Pipi Alyn mengembang seperti balon. Dia tampak lucu dengan pipi gembulnya yang penuh bubur.
"Mas sudah kenyang."
"Habiskan." Tegas Iqbal, walapun Alyn merengut Iqbal tetap menyuapinya. Rani bangkit dan merampas bubur itu lalu di letakkannya bubur itu di atas meja.
"Kau tidak dengar Alyn sudah kenyang! Ayo pulang. Ayooooo pulang." Ujar Rani geram sambil menarik narik lengan Iqbal yang tak mau bergeser. Iqbal bangkit dan Rani masih menggenggam tangan Iqbal. Mata Iqbal dan Alyn mengarah ke tangan Rani, sadar di perhatikan Rani reflek melepas tangannya dan mengangkatnya tinggi-tinggi ke udara.
"Hehehe maaf tidak sengaja."
"Lyn aku pulang dulu. Kamu cepat sembuh! Kalau tidak! Aku akan sering sering main kesini." Ucapan Iqbal membuat Alyn dan Rani mendelik tak percaya.
"Ayoooo pulaaang." Rani mendorong punggung Iqbal dan berjalan mengarah ke jendela.
"Nak Rani ngapain?..." Tanya Umi Naya.
"Deg..." Jantung Rani terpompa dengan kecepatan di luar kebiasaannya. Beruntung Iqbal sudah keluar dari jendela. Telat sedikit saja habis lah riwayatnya.
"Cari udara segar Umi." Kemudian Rani menutup kembali pintu jendela itu.
"Kenapa di tutup lagi kalau cari udara segar." Umi Naya bertanya heran.
"Hehehe iya, Rani mau pulang Umi."
"Kenapa terburu-buru."
"Ini hampir sore takut Ibu nyariin."
"Oh gitu....Ya sudah kamu hati hati di jalan ya."
"Iya Umi." Rani mengecup punggung tangan Umi Naya.
"Hati hati Ran di jalan." Ujar Alyn
"Hati hati kak Rani... Sering sering ya kayak gini.... Hikikikiki." Ucap Alena. Alyn hanya menggelengkan kepalanya.
"Hehe iya." Rani tersenyum kikuk.
***
Iqbal terus mengayuh sepedanya sambil membonceng Rani. Sebenarnya rumah Rani dekat dengan rumah Alyn tapi bukannya pulang, Rani malah harus mengantarkan Iqbal balik pulang. Kedua sama sama bungkam, karena Iqbal orangnya tidak banyak bicara sedangkan Rani yang ceriwis masih kesal padanya karena sudah membuat dirinya sport jantung.

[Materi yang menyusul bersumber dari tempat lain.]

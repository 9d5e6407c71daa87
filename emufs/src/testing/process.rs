use mockall::mock;

use crate::process::RunningProcess;

mock! {
    pub ProcessNameSource {}

    impl crate::process::ProcessNameSource for ProcessNameSource {
        fn label(&self) -> &'static str;
        fn process_name(&self) -> Option<String>;
    }
}

mock! {
    pub ProcessTable {}

    impl crate::process::ProcessTable for ProcessTable {
        fn running_processes(&self) -> crate::Result<Vec<RunningProcess>>;
    }
}
//! Working out which of the application's processes we are running in.
//!
//! The name is looked up through a list of [ProcessNameSource]s, cheapest
//! first, and the first non-empty answer is kept for the rest of the
//! process's life.

use std::path::{Path, PathBuf};

use once_cell::sync::OnceCell;

pub mod abi;
pub use abi::AbiSupport;

pub mod table;
pub use table::{ProcFsTable, ProcessTable, RunningProcess};

pub const PROC_ROOT: &'static str = "/proc";

/// One way of finding out the current process name
pub trait ProcessNameSource: Send + Sync {
    /// Short name used when logging
    fn label(&self) -> &'static str;

    /// The process name, or `None` if this source can't tell. Failures are
    /// never reported beyond that.
    fn process_name(&self) -> Option<String>;
}

fn non_empty(s: &str) -> Option<String> {
    let trimmed = s.trim();
    if trimmed.is_empty() {
        None
    } else {
        Some(String::from(trimmed))
    }
}

/// The name the runtime reports for itself: the first argument in
/// `/proc/self/cmdline`, which Android sets to the process name.
pub struct CmdlineSource {
    proc_root: PathBuf,
}

impl CmdlineSource {
    pub fn new<P: Into<PathBuf>>(proc_root: P) -> Self {
        Self {
            proc_root: proc_root.into(),
        }
    }
}

impl ProcessNameSource for CmdlineSource {
    fn label(&self) -> &'static str {
        "cmdline"
    }

    fn process_name(&self) -> Option<String> {
        let raw = std::fs::read(self.proc_root.join("self").join("cmdline")).ok()?;
        let argv0 = raw.split(|b| *b == 0).next()?;
        non_empty(&String::from_utf8_lossy(argv0))
    }
}

/// The kernel's task name from `/proc/self/comm`.
///
/// This is truncated to 15 bytes so it is only consulted when the full name
/// is unavailable.
pub struct CommSource {
    proc_root: PathBuf,
}

impl CommSource {
    pub fn new<P: Into<PathBuf>>(proc_root: P) -> Self {
        Self {
            proc_root: proc_root.into(),
        }
    }
}

impl ProcessNameSource for CommSource {
    fn label(&self) -> &'static str {
        "comm"
    }

    fn process_name(&self) -> Option<String> {
        let comm = std::fs::read_to_string(self.proc_root.join("self").join("comm")).ok()?;
        non_empty(&comm)
    }
}

/// Find our own pid in the application's process table
pub struct ProcessTableSource<T: ProcessTable> {
    table: T,
    pid: u32,
}

impl<T: ProcessTable> ProcessTableSource<T> {
    pub fn new(table: T, pid: u32) -> Self {
        Self { table, pid }
    }

    pub fn for_current_process(table: T) -> Self {
        Self::new(table, std::process::id())
    }
}

impl<T: ProcessTable> ProcessNameSource for ProcessTableSource<T> {
    fn label(&self) -> &'static str {
        "process table"
    }

    fn process_name(&self) -> Option<String> {
        let procs = match self.table.running_processes() {
            Ok(v) => v,
            Err(e) => {
                log::trace!("failed to list running processes: {}", e);
                return None;
            }
        };
        procs
            .into_iter()
            .find(|it| it.pid == self.pid)
            .and_then(|it| non_empty(&it.name))
    }
}

pub struct ProcessIdentifier {
    sources: Vec<Box<dyn ProcessNameSource>>,
    name: OnceCell<String>,
}

impl ProcessIdentifier {
    pub fn new(sources: Vec<Box<dyn ProcessNameSource>>) -> Self {
        Self {
            sources,
            name: OnceCell::new(),
        }
    }

    /// The standard lookup order against the real `/proc`
    pub fn system() -> Self {
        Self::with_proc_root(PROC_ROOT)
    }

    pub fn with_proc_root<P: AsRef<Path>>(proc_root: P) -> Self {
        let root = proc_root.as_ref();
        Self::new(vec![
            Box::new(CmdlineSource::new(root)),
            Box::new(CommSource::new(root)),
            Box::new(ProcessTableSource::for_current_process(ProcFsTable::new(
                root,
            ))),
        ])
    }

    /// The current process name, looked up on first use.
    ///
    /// A lookup where every source comes up empty isn't remembered, so the
    /// next call tries again.
    pub fn current_process_name(&self) -> Option<&str> {
        if let Some(name) = self.name.get() {
            return Some(name.as_str());
        }

        let found = self.sources.iter().find_map(|source| {
            let name = source.process_name();
            log::trace!("process name from {}: {:?}", source.label(), name);
            name.filter(|it| !it.is_empty())
        });

        match found {
            Some(name) => Some(self.name.get_or_init(|| name).as_str()),
            None => {
                log::warn!("unable to determine the current process name");
                None
            }
        }
    }

    /// Whether this is the application's main process, which carries the bare
    /// package name. Secondary processes are named `<package>:<suffix>`.
    pub fn is_main_process(&self, package: &str) -> bool {
        self.current_process_name()
            .map_or(false, |name| name == package)
    }
}

#[cfg(test)]
mod test {
    use super::*;
    use crate::testing::{tmp_context, MockProcessNameSource, MockProcessTable, TestContext, TreeEntry};
    use rstest::*;

    fn source_returning(name: Option<&'static str>, times: usize) -> Box<dyn ProcessNameSource> {
        let mut source = MockProcessNameSource::new();
        source.expect_label().return_const("mock");
        source
            .expect_process_name()
            .times(times)
            .returning(move || name.map(String::from));
        Box::new(source)
    }

    #[rstest]
    fn test_first_success_wins() {
        let ident = ProcessIdentifier::new(vec![
            source_returning(None, 1),
            source_returning(Some("org.example.emu:emu"), 1),
            source_returning(Some("never.asked"), 0),
        ]);
        assert_eq!(ident.current_process_name(), Some("org.example.emu:emu"));
    }

    #[rstest]
    fn test_empty_names_fall_through() {
        let ident = ProcessIdentifier::new(vec![
            source_returning(Some(""), 1),
            source_returning(Some("org.example.emu"), 1),
        ]);
        assert_eq!(ident.current_process_name(), Some("org.example.emu"));
    }

    #[rstest]
    fn test_cached_after_first_success() {
        // The source may only be asked once even though we ask three times
        let ident = ProcessIdentifier::new(vec![source_returning(Some("org.example.emu"), 1)]);
        for _ in 0..3 {
            assert_eq!(ident.current_process_name(), Some("org.example.emu"));
        }
    }

    #[rstest]
    fn test_cache_ignores_later_changes() {
        let mut calls = 0;
        let mut source = MockProcessNameSource::new();
        source.expect_label().return_const("changing");
        source.expect_process_name().returning(move || {
            calls += 1;
            Some(format!("name-{calls}"))
        });
        let ident = ProcessIdentifier::new(vec![Box::new(source)]);
        assert_eq!(ident.current_process_name(), Some("name-1"));
        assert_eq!(ident.current_process_name(), Some("name-1"));
    }

    #[rstest]
    fn test_failure_is_not_cached() {
        let mut results = vec![Some(String::from("late.name")), None];
        let mut source = MockProcessNameSource::new();
        source.expect_label().return_const("flaky");
        source
            .expect_process_name()
            .times(2)
            .returning(move || results.pop().flatten());
        let ident = ProcessIdentifier::new(vec![Box::new(source)]);
        assert_eq!(ident.current_process_name(), None);
        assert_eq!(ident.current_process_name(), Some("late.name"));
    }

    #[rstest]
    fn test_no_sources() {
        let ident = ProcessIdentifier::new(Vec::new());
        assert_eq!(ident.current_process_name(), None);
        assert!(!ident.is_main_process("org.example.emu"));
    }

    #[rstest]
    fn test_is_main_process() {
        let main = ProcessIdentifier::new(vec![source_returning(Some("org.example.emu"), 1)]);
        assert!(main.is_main_process("org.example.emu"));
        let secondary =
            ProcessIdentifier::new(vec![source_returning(Some("org.example.emu:emu"), 1)]);
        assert!(!secondary.is_main_process("org.example.emu"));
    }

    #[rstest]
    fn test_table_source_matches_pid() {
        let mut table = MockProcessTable::new();
        table.expect_running_processes().returning(|| {
            Ok(vec![
                RunningProcess::new(10, "org.example.emu"),
                RunningProcess::new(11, "org.example.emu:emu"),
            ])
        });
        let source = ProcessTableSource::new(table, 11);
        assert_eq!(source.process_name().as_deref(), Some("org.example.emu:emu"));
    }

    #[rstest]
    fn test_table_source_failure_is_none() {
        let mut table = MockProcessTable::new();
        table
            .expect_running_processes()
            .returning(|| Err(std::io::Error::from(std::io::ErrorKind::PermissionDenied).into()));
        let source = ProcessTableSource::new(table, 11);
        assert_eq!(source.process_name(), None);

        let mut table = MockProcessTable::new();
        table
            .expect_running_processes()
            .returning(|| Ok(vec![RunningProcess::new(10, "org.example.emu")]));
        let source = ProcessTableSource::new(table, 11);
        assert_eq!(source.process_name(), None);
    }

    #[rstest]
    fn test_cmdline_source(tmp_context: TestContext) {
        tmp_context
            .create_tree(&[(
                "proc/self/cmdline",
                TreeEntry::BinFile(b"org.example.emu:emu\0--flag\0"),
            )])
            .expect("creating proc tree");
        let source = CmdlineSource::new(tmp_context.to_abs("proc"));
        assert_eq!(source.process_name().as_deref(), Some("org.example.emu:emu"));
    }

    #[rstest]
    fn test_cmdline_source_empty(tmp_context: TestContext) {
        tmp_context
            .create_tree(&[("proc/self/cmdline", TreeEntry::EmptyFile)])
            .expect("creating proc tree");
        let source = CmdlineSource::new(tmp_context.to_abs("proc"));
        assert_eq!(source.process_name(), None);
        let missing = CmdlineSource::new(tmp_context.to_abs("nowhere"));
        assert_eq!(missing.process_name(), None);
    }

    #[rstest]
    fn test_comm_source(tmp_context: TestContext) {
        tmp_context
            .create_tree(&[("proc/self/comm", TreeEntry::TxtFile("ple.emu:emu\n"))])
            .expect("creating proc tree");
        let source = CommSource::new(tmp_context.to_abs("proc"));
        assert_eq!(source.process_name().as_deref(), Some("ple.emu:emu"));
    }

    #[rstest]
    fn test_tiers_in_order(tmp_context: TestContext) {
        // No cmdline, so comm answers
        tmp_context
            .create_tree(&[
                ("proc/self/cmdline", TreeEntry::EmptyFile),
                ("proc/self/comm", TreeEntry::TxtFile("emu-worker\n")),
            ])
            .expect("creating proc tree");
        let ident = ProcessIdentifier::with_proc_root(tmp_context.to_abs("proc"));
        assert_eq!(ident.current_process_name(), Some("emu-worker"));
    }

    #[rstest]
    #[cfg(any(target_os = "linux", target_os = "android"))]
    fn test_system_lookup() {
        let ident = ProcessIdentifier::system();
        let name = ident.current_process_name().expect("linux always has a name");
        assert!(!name.is_empty());
    }
}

Tiba-tiba hujan turun dengan rintik rintik.
"Aku selalu sial jika bersama mu Iqbal."
"Diam lah." Ucap Iqbal kemudian melajukan sepedanya semakin kencang.
Dari belakang Iqbal, Rani menggerakkan tangannya ingin menjambak rambut Iqbal.
"Mau ku jambak kau!" Tegas Iqbal.
"Tidak." Rani menggelengkan kepalanya cepat, pada hal Iqbal tidak bisa melihat itu.
Rani memperhatikan kepala belakang Iqbal."Apa dia punya mata di belakang ya?"
"Iqbal buku buku-buku ku bisa basah." Ucap Rani ketika hujan turun mulai lebat. Iqbal menepikan sepedanya bernaung di bawah pohon. Rani Segera turun dan mengambil tasnya dari keranjang sepedanya. Rani berdiri memeluk tasnya, dia memberi batas jarak dari Iqbal, Rani sadar Iqbal adalah pacar sahabatnya.
Naungan pohon tak bisa menghindarkan Rani dan Iqbal dari guyuran air hujan. Iqbal membuka jaket kulitnya.
"Rani kemari lah!..."
"Kemana?..."
"Kesini!"
"Di samping mu?"
"Iya."
"Tidak mau." Rani menggelengkan kepalanya.
"Tidak apa. Ini darurat. Buku buku mu bisa basah." Ucapan Iqbal membuat Rani melangkah perlahan dengan langkah ragu.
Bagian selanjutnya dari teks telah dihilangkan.